◆ **Excerpted records**
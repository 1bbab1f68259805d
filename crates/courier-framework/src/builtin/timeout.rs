//! Deadline behavior.
//!
//! [`TimeoutBehavior`] races the rest of the chain against a timer and
//! reports [`DispatchTimeout`] as a handler failure when the timer wins.

use std::time::Duration;

use async_trait::async_trait;
use thiserror::Error;
use tracing::warn;

use courier_core::{MediatorError, MediatorResult, Request, Response};

use crate::behavior::{Next, PipelineBehavior};

/// The failure reported when a dispatch exceeds its deadline.
#[derive(Debug, Clone, Copy, Error)]
#[error("dispatch timed out after {after:?}")]
pub struct DispatchTimeout {
    /// The configured deadline.
    pub after: Duration,
}

/// Fails the dispatch if the inner chain does not finish within `duration`.
///
/// Inner stages receive a child of the caller's token, which is cancelled on
/// expiry so that handlers still running can stop early.
#[derive(Debug, Clone, Copy)]
pub struct TimeoutBehavior {
    duration: Duration,
}

impl TimeoutBehavior {
    /// Creates a behavior failing dispatches that run longer than `duration`.
    pub fn new(duration: Duration) -> Self {
        Self { duration }
    }

    /// The configured deadline.
    pub fn duration(&self) -> Duration {
        self.duration
    }
}

#[async_trait]
impl PipelineBehavior for TimeoutBehavior {
    async fn handle(&self, mut request: Request, next: Next) -> MediatorResult<Response> {
        let child = request.token().child_token();
        request.set_token(child.clone());
        let message = request.message_name();

        match tokio::time::timeout(self.duration, next.run(request)).await {
            Ok(result) => result,
            Err(_) => {
                child.cancel();
                warn!(message_type = message, after = ?self.duration, "Dispatch timed out");
                Err(MediatorError::handler(DispatchTimeout {
                    after: self.duration,
                }))
            }
        }
    }
}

◆ **What this task involves**
Return the complete material exactly as it appears.

◆ **Solution**
repository 1bbab1f68259805d
filename crates/courier-framework/src/builtin/timeout.rs
//! Deadline behavior.
//!
//! [`TimeoutBehavior`] races the rest of the chain against a timer and
//! reports [`DispatchTimeout`] as a handler failure when the timer wins.

use std::time::Duration;

use async_trait::async_trait;
use thiserror::Error;
use tracing::warn;

use courier_core::{MediatorError, MediatorResult, Request, Response};

use crate::behavior::{Next, PipelineBehavior};

/// The failure reported when a dispatch exceeds its deadline.
#[derive(Debug, Clone, Copy, Error)]
#[error("dispatch timed out after {after:?}")]
pub struct DispatchTimeout {
    /// The configured deadline.
    pub after: Duration,
}

/// Fails the dispatch if the inner chain does not finish within `duration`.
///
/// Inner stages receive a child of the caller's token, which is cancelled on
/// expiry so that handlers still running can stop early.
#[derive(Debug, Clone, Copy)]
pub struct TimeoutBehavior {
    duration: Duration,
}

impl TimeoutBehavior {
    /// Creates a behavior failing dispatches that run longer than `duration`.
    pub fn new(duration: Duration) -> Self {
        Self { duration }
    }

    /// The configured deadline.
    pub fn duration(&self) -> Duration {
        self.duration
    }
}

#[async_trait]
impl PipelineBehavior for TimeoutBehavior {
    async fn handle(&self, mut request: Request, next: Next) -> MediatorResult<Response> {
        let child = request.token().child_token();
        request.set_token(child.clone());
        let message = request.message_name();

        match tokio::time::timeout(self.duration, next.run(request)).await {
            Ok(result) => result,
            Err(_) => {
                child.cancel();
                warn!(message_type = message, after = ?self.duration, "Dispatch timed out");
                Err(MediatorError::handler(DispatchTimeout {
                    after: self.duration,
                }))
            }
        }
    }
}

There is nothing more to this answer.